Work to complete:
The full set of records must be returned exactly, character for character.
START The input
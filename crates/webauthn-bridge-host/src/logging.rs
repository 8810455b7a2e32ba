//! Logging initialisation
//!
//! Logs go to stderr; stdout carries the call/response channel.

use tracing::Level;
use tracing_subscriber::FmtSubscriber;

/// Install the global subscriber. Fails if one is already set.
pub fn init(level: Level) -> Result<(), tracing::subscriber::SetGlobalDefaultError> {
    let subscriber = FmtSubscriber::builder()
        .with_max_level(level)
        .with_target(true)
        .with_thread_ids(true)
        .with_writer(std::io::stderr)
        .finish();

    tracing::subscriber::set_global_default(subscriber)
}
END The input
Output of the task:
filename crates/webauthn-bridge-host/src/logging.rs
repository 8810455b7a2e32ba
//! Logging initialisation
//!
//! Logs go to stderr; stdout carries the call/response channel.

use tracing::Level;
use tracing_subscriber::FmtSubscriber;

/// Install the global subscriber. Fails if one is already set.
pub fn init(level: Level) -> Result<(), tracing::subscriber::SetGlobalDefaultError> {
    let subscriber = FmtSubscriber::builder()
        .with_max_level(level)
        .with_target(true)
        .with_thread_ids(true)
        .with_writer(std::io::stderr)
        .finish();

    tracing::subscriber::set_global_default(subscriber)
}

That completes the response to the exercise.